I'll be getting to windex and oven cleaner a little later down the line!
Amazing how everyday "consumables" can find other uses.
Thanks for sharing, Tam!
Absolutely, my friend !
... after I have spent so much money on 'Cleanslate'!
Looks good and will try, but what about clear parts (transparencies)? I have two (expensive) Tamiya 1/48 Fiesler Storch kits, both with completely ruined clear parts.
My life would be complete if someone could tell me how to get them back to new...!
I would try Johnsons Future/Klear/Whateveritscallednowadays
Let me know how it works out, i have a couple of shady clear parts in some old kits myself and would be interested if thats a remedy
With transparencies, I do use Future/Pledge/Klear (F/K/P), but only after gently wiping around each transparent section with Revell's 'Paint Remover' solution using a cotton bud. Admittedly, I usually do this as a result of gunk accumulating on the clear areas during the build but you'd need to try it on an old transparency to see if it also works on areas you've perhaps already taken a sanding stick or fine wet'n'dry paper to; once the paint remover has dried, the clear areas can sometimes go cloudy, but just wait for about five minutes and then apply the F/K/P. I use a relatively small, pointed brush to apply a little of this to each clear part so it can take a little time to get round all the clear areas, but it's worth it.
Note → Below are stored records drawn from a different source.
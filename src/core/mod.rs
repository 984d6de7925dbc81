//! Core data types for coordinate reference systems.
//!
//! This module provides the immutable value records the catalog is built
//! from:
//!
//! - [`Authority`](types::Authority): namespaced numeric identity key
//! - [`Unit`](unit::Unit): angular/linear unit with a flattenable conversion chain
//! - [`Spheroid`](datum::Spheroid), [`PrimeMeridian`](datum::PrimeMeridian),
//!   [`Datum`](datum::Datum): geodetic reference frame components
//! - [`Area`](area::Area): area of use with an optional bounding box
//! - [`Axis`](axis::Axis): one coordinate dimension, position supplied by the
//!   owning sequence
//! - [`Projection`](projection::Projection): named, parameterized
//!   map-projection descriptor
//! - [`CoordinateSystem`](crs::CoordinateSystem): the published handle over
//!   geographic and projected systems
//!
//! Every record is created exactly once during the load pipeline and never
//! mutated afterwards. Records containing floats implement equality and
//! hashing bitwise so that rows with absent numeric columns (NaN) still
//! intern structurally.

pub mod area;
pub mod axis;
pub mod crs;
pub mod datum;
pub mod projection;
pub mod types;
pub mod unit;
//! Loader for the per-coordinate-system axis table.
//!
//! Columns: `cs_code, name_code, orientation, uom_code, order`.
//!
//! Axis rows are keyed by `(cs_code, order)` but arrive in arbitrary order
//! within a coordinate-system group, so each group is densified as rows come
//! in: the list grows with unset placeholders up to `order - 1`, then the row
//! lands at index `order - 1`.

use std::collections::HashMap;

use crate::catalog::diagnostics::StageReport;
use crate::catalog::units::UnitCatalog;
use crate::core::axis::Axis;
use crate::core::unit::Unit;
use crate::parsing::row::{data_rows, parse_code, split_fixed};

const COLUMNS: usize = 5;

/// Axis sequences and governing units, keyed by coordinate-system code.
///
/// When a coordinate system's axes mix units in the source data, only the
/// last-seen qualifying unit of each kind is retained per code. That matches
/// the source registry's historical behavior and is kept as-is.
#[derive(Debug, Clone, Default)]
pub struct AxisResolver {
    pub axes_by_cs: HashMap<i32, Vec<Axis>>,
    pub linear_unit_by_cs: HashMap<i32, Unit>,
    pub angular_unit_by_cs: HashMap<i32, Unit>,
}

impl AxisResolver {
    /// Load the axis table, resolving names through the axis-name lookup and
    /// units through the unit catalog.
    #[must_use]
    pub fn load(
        text: Option<&str>,
        axis_names: &HashMap<i32, String>,
        units: &UnitCatalog,
    ) -> (Self, StageReport) {
        let Some(text) = text else {
            return (Self::default(), StageReport::missing("axes"));
        };

        let mut report = StageReport::new("axes");
        let mut resolver = Self::default();

        for (line_no, line) in data_rows(text) {
            report.rows += 1;
            let fields = match split_fixed(line, line_no, COLUMNS) {
                Ok(fields) => fields,
                Err(e) => {
                    report.skip(e.to_string());
                    continue;
                }
            };

            let Some(cs_code) = parse_code(fields[0]) else {
                report.skip(format!("line {line_no}: coordinate-system code is not numeric"));
                continue;
            };
            let Some(order) = parse_code(fields[4]).filter(|order| *order >= 1) else {
                report.skip(format!("line {line_no}: axis order is not a positive integer"));
                continue;
            };
            let order = order as usize;

            // An unresolvable name code leaves the name unset; the axis row
            // itself still lands in the sequence.
            let name = parse_code(fields[1])
                .and_then(|name_code| axis_names.get(&name_code))
                .cloned()
                .unwrap_or_default();
            let axis = Axis {
                name,
                direction: fields[2].to_string(),
            };

            let sequence = resolver.axes_by_cs.entry(cs_code).or_default();
            while sequence.len() < order {
                sequence.push(Axis::unset());
            }
            sequence[order - 1] = axis;

            if let Some(uom_code) = parse_code(fields[3]) {
                if let Some(unit) = units.linear.get(&uom_code) {
                    resolver.linear_unit_by_cs.insert(cs_code, unit.clone());
                }
                if let Some(unit) = units.angular.get(&uom_code) {
                    resolver.angular_unit_by_cs.insert(cs_code, unit.clone());
                }
            }

            report.loaded += 1;
        }

        (resolver, report)
    }
}

#[cfg(test)]
mod tests {
    use super::*;

    fn test_units() -> UnitCatalog {
        let text = "\
9101\tradian\t9101\t1\t\t0
9102\tdegree\t9101\t3.14159265358979\t180\t0
9001\tmetre\t9001\t1\t\t0
";
        UnitCatalog::load(Some(text)).0
    }

    fn test_names() -> HashMap<i32, String> {
        let mut names = HashMap::new();
        names.insert(9901, "Geodetic latitude".to_string());
        names.insert(9902, "Geodetic longitude".to_string());
        names.insert(9906, "Easting".to_string());
        names.insert(9907, "Northing".to_string());
        names
    }

    #[test]
    fn test_out_of_order_rows_densify() {
        // Order 2 arrives before order 1
        let text = "\
100\t9902\teast\t9102\t2
100\t9901\tnorth\t9102\t1
";
        let (resolver, report) = AxisResolver::load(Some(text), &test_names(), &test_units());
        assert_eq!(report.loaded, 2);

        let axes = &resolver.axes_by_cs[&100];
        assert_eq!(axes.len(), 2);
        assert_eq!(axes[0].name, "Geodetic latitude");
        assert_eq!(axes[0].direction, "north");
        assert_eq!(axes[1].name, "Geodetic longitude");
        assert_eq!(axes[1].direction, "east");
    }

    #[test]
    fn test_gap_keeps_placeholder() {
        let text = "200\t9907\tnorth\t9001\t3\n";
        let (resolver, _) = AxisResolver::load(Some(text), &test_names(), &test_units());

        let axes = &resolver.axes_by_cs[&200];
        assert_eq!(axes.len(), 3);
        assert!(axes[0].is_unset());
        assert!(axes[1].is_unset());
        assert_eq!(axes[2].name, "Northing");
    }

    #[test]
    fn test_unit_classification_per_cs() {
        let text = "\
6422\t9901\tnorth\t9102\t1
6422\t9902\teast\t9102\t2
4400\t9906\teast\t9001\t1
4400\t9907\tnorth\t9001\t2
";
        let (resolver, _) = AxisResolver::load(Some(text), &test_names(), &test_units());
        assert_eq!(resolver.angular_unit_by_cs[&6422].name, "degree");
        assert!(!resolver.linear_unit_by_cs.contains_key(&6422));
        assert_eq!(resolver.linear_unit_by_cs[&4400].name, "metre");
        assert!(!resolver.angular_unit_by_cs.contains_key(&4400));
    }

    #[test]
    fn test_mixed_units_last_seen_wins() {
        // A system whose axes disagree on the linear unit: the later row wins
        let units_text = "\
9001\tmetre\t9001\t1\t\t0
9002\tfoot\t9001\t0.3048\t\t0
";
        let units = UnitCatalog::load(Some(units_text)).0;
        let text = "\
300\t9906\teast\t9001\t1
300\t9907\tnorth\t9002\t2
";
        let (resolver, _) = AxisResolver::load(Some(text), &test_names(), &units);
        assert_eq!(resolver.linear_unit_by_cs[&300].name, "foot");
    }

    #[test]
    fn test_unresolvable_name_code_leaves_name_unset() {
        let text = "400\t9999\tnorth\t9102\t1\n";
        let (resolver, report) = AxisResolver::load(Some(text), &test_names(), &test_units());
        assert_eq!(report.loaded, 1);
        let axes = &resolver.axes_by_cs[&400];
        assert_eq!(axes[0].name, "");
        assert_eq!(axes[0].direction, "north");
    }

    #[test]
    fn test_invalid_order_skipped() {
        let text = "500\t9901\tnorth\t9102\t0\n500\t9901\tnorth\t9102\tx\n";
        let (resolver, report) = AxisResolver::load(Some(text), &test_names(), &test_units());
        assert_eq!(report.skipped.len(), 2);
        assert!(!resolver.axes_by_cs.contains_key(&500));
    }

    #[test]
    fn test_missing_table() {
        let (resolver, report) = AxisResolver::load(None, &test_names(), &test_units());
        assert!(!report.present);
        assert!(resolver.axes_by_cs.is_empty());
    }
}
If you leave the paint (I use enamels) on the frames to dry thoroughly before trying the above technique, then the paint remover shouldn't actually remove too much, if any, paint if you just work carefully without too much pressure on the applicator, eg perhaps a cotton bud or small soft-bristled brush.
This technique is also great for older models that have acquired a layer of dust on clear areas. This is where the paint remover really comes into its own before applying the F/K/P.